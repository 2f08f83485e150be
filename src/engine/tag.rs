//! engine::tag
//!
//! Tag creation and deletion.

use std::path::PathBuf;

use serde::{Deserialize, Serialize};
use tracing::info;

use crate::core::context::RequestContext;
use crate::core::errors::{Error, Result};
use crate::core::identity::Signature;
use crate::core::types::{Oid, RefName, TagName};

use super::{require_commit, Engine};

#[derive(Debug, Clone, Serialize, Deserialize)]
pub struct CreateTagParams {
    pub repo: PathBuf,
    pub tag_name: String,
    /// Any revision naming a commit
    pub target: String,
    /// Non-empty makes an annotated tag
    #[serde(default)]
    pub message: String,
    #[serde(default)]
    pub tagger: Option<Signature>,
}

#[derive(Debug, Clone, Serialize, Deserialize)]
pub struct DeleteTagParams {
    pub repo: PathBuf,
    pub tag_name: String,
}

#[derive(Debug, Clone, PartialEq, Eq, Serialize, Deserialize)]
pub struct TagOutput {
    pub name: TagName,
    /// What the tag ref points at: the tag object for annotated tags
    pub sha: Oid,
    /// The tagged commit
    pub target: Oid,
    pub annotated: bool,
}

impl Engine {
    /// Create a lightweight or annotated tag.
    ///
    /// # Errors
    ///
    /// - [`Error::NotFound`] if `target` does not name a commit
    /// - [`Error::AlreadyExists`] if the tag exists
    /// - [`Error::InvalidArgument`] for an annotated tag without a tagger
    pub fn create_tag(&self, ctx: &RequestContext, params: &CreateTagParams) -> Result<TagOutput> {
        let tag = TagName::new(params.tag_name.as_str())?;
        let git = self.open(&params.repo)?;
        let target = require_commit(&git, &params.target)?;

        let refname = RefName::for_tag(&tag);
        if git.ref_target(&refname)?.is_some() {
            return Err(Error::already_exists("tag", tag.as_str()));
        }

        let scratch = self.linked_scratch(ctx, &git)?;
        let message = params.message.trim();
        let annotated = !message.is_empty();
        let sha = if annotated {
            let tagger = params
                .tagger
                .as_ref()
                .ok_or_else(|| Error::invalid("an annotated tag needs a tagger"))?;
            scratch.create_annotated_tag(ctx, &tag, &target, message, tagger)?
        } else {
            target.clone()
        };
        scratch.push(ctx, sha.as_str(), &refname, None)?;
        info!(tag = %tag, sha = %sha.short(8), annotated, "created tag");

        Ok(TagOutput {
            name: tag,
            sha,
            target,
            annotated,
        })
    }

    /// Delete a tag, leased on its current value.
    ///
    /// # Errors
    ///
    /// - [`Error::NotFound`] if the tag does not exist
    pub fn delete_tag(&self, ctx: &RequestContext, params: &DeleteTagParams) -> Result<Oid> {
        let tag = TagName::new(params.tag_name.as_str())?;
        let git = self.open(&params.repo)?;
        let refname = RefName::for_tag(&tag);
        let sha = git
            .ref_target(&refname)?
            .ok_or_else(|| Error::not_found("tag", tag.as_str()))?;

        let scratch = self.linked_scratch(ctx, &git)?;
        scratch.push_delete(ctx, &refname, &sha)?;
        info!(tag = %tag, "deleted tag");
        Ok(sha)
    }
}
//! branches and tags commands - List one page of references

use std::path::Path;

use anyhow::{Context as _, Result};

use crate::cli::args::ListArgs;
use crate::core::context::RequestContext;
use crate::engine::{Engine, ListRefsParams};

use super::print_json;

fn params(engine: &Engine, repo: &Path, args: &ListArgs) -> ListRefsParams {
    ListRefsParams {
        repo: repo.to_path_buf(),
        query: args.query.clone(),
        page: args.page,
        page_size: args
            .limit
            .unwrap_or_else(|| engine.config().default_page_size()),
        sort: args.sort,
        order: args.order,
        object_type: None,
    }
}

pub fn branches(engine: &Engine, repo: &Path, args: &ListArgs) -> Result<()> {
    let listing = engine
        .list_branches(&RequestContext::background(), &params(engine, repo, args))
        .context("failed to list branches")?;
    print_json(&listing.references)
}

pub fn tags(engine: &Engine, repo: &Path, args: &ListArgs) -> Result<()> {
    let listing = engine
        .list_tags(&RequestContext::background(), &params(engine, repo, args))
        .context("failed to list tags")?;
    print_json(&listing.references)
}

============

Work request: Search the listing above for "DeleteTagParams" and copy every line that holds it.

Exercise response:
pub struct DeleteTagParams {
    pub fn delete_tag(&self, ctx: &RequestContext, params: &DeleteTagParams) -> Result<Oid> {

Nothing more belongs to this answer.